(TASK TO CARRY OUT): Repeat exactly the lines from the one containing "impl<T: Into<Value>> From<Vec<T>>" through the last line of the records below, both included, and nothing else.

•••••

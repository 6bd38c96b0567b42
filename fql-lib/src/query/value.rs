//! Values substituted into filter templates.

/// A dynamic value that can be rendered as an FQL literal.
///
/// # Example
///
/// ```
/// use fql_lib::query::Value;
///
/// assert_eq!(Value::from("O'Neil").to_fql(), r"'O\'Neil'");
/// assert_eq!(Value::from(vec![1i64, 2, 3]).to_fql(), "(1, 2, 3)");
/// assert_eq!(Value::raw("me()").to_fql(), "me()");
/// ```
#[derive(Debug, Clone, Default, PartialEq)]
pub enum Value {
    /// `null`
    #[default]
    Null,
    /// Rendered as `1` or `0`.
    Bool(bool),
    /// Integer literal.
    Int(i64),
    /// Unsigned integer literal, for ids beyond `i64`.
    UInt(u64),
    /// Floating point literal. NaN and infinities render as `null`.
    Float(f64),
    /// Quoted string literal.
    String(String),
    /// Parenthesised list, for `IN` conditions.
    List(Vec<Value>),
    /// Copied verbatim (function calls, sub-selects).
    Raw(String),
}

impl Value {
    /// Creates a raw value that is copied into the statement as-is.
    pub fn raw(fragment: impl Into<String>) -> Self {
        Value::Raw(fragment.into())
    }

    /// Returns `true` if this is a null value.
    pub fn is_null(&self) -> bool {
        matches!(self, Value::Null)
    }

    /// Renders this value as an FQL literal.
    pub fn to_fql(&self) -> String {
        match self {
            Value::Null => "null".to_string(),
            Value::Bool(b) => if *b { "1" } else { "0" }.to_string(),
            Value::Int(n) => n.to_string(),
            Value::UInt(n) => n.to_string(),
            Value::Float(n) if n.is_finite() => n.to_string(),
            Value::Float(_) => "null".to_string(),
            Value::String(s) => quote(s),
            Value::List(items) => {
                let parts: Vec<_> = items.iter().map(Value::to_fql).collect();
                format!("({})", parts.join(", "))
            }
            Value::Raw(raw) => raw.clone(),
        }
    }
}

/// Quotes a string for FQL, backslash-escaping quotes and backslashes.
pub fn quote(s: &str) -> String {
    let mut out = String::with_capacity(s.len() + 2);
    out.push('\'');
    for c in s.chars() {
        if c == '\'' || c == '\\' {
            out.push('\\');
        }
        out.push(c);
    }
    out.push('\'');
    out
}

// =============================================================================
// From implementations
// =============================================================================

impl From<bool> for Value {
    fn from(v: bool) -> Self {
        Value::Bool(v)
    }
}

macro_rules! impl_from_signed {
    ($($t:ty),*) => {$(
        impl From<$t> for Value {
            fn from(v: $t) -> Self {
                Value::Int(i64::from(v))
            }
        }
    )*};
}

macro_rules! impl_from_unsigned {
    ($($t:ty),*) => {$(
        impl From<$t> for Value {
            fn from(v: $t) -> Self {
                Value::UInt(u64::from(v))
            }
        }
    )*};
}

impl_from_signed!(i8, i16, i32, i64);
impl_from_unsigned!(u8, u16, u32, u64);

impl From<usize> for Value {
    fn from(v: usize) -> Self {
        Value::UInt(v as u64)
    }
}

impl From<f32> for Value {
    fn from(v: f32) -> Self {
        Value::Float(f64::from(v))
    }
}

impl From<f64> for Value {
    fn from(v: f64) -> Self {
        Value::Float(v)
    }
}

impl From<String> for Value {
    fn from(v: String) -> Self {
        Value::String(v)
    }
}

impl From<&str> for Value {
    fn from(v: &str) -> Self {
        Value::String(v.to_string())
    }
}

impl<T: Into<Value>> From<Vec<T>> for Value {
    fn from(v: Vec<T>) -> Self {
        Value::List(v.into_iter().map(Into::into).collect())
    }
}

impl<T: Into<Value>> From<Option<T>> for Value {
    fn from(v: Option<T>) -> Self {
        match v {
            Some(inner) => inner.into(),
            None => Value::Null,
        }
    }
}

•••••

(RESPONSE BOX):
impl<T: Into<Value>> From<Vec<T>> for Value {
    fn from(v: Vec<T>) -> Self {
        Value::List(v.into_iter().map(Into::into).collect())
    }
}

impl<T: Into<Value>> From<Option<T>> for Value {
    fn from(v: Option<T>) -> Self {
        match v {
            Some(inner) => inner.into(),
            None => Value::Null,
        }
    }
}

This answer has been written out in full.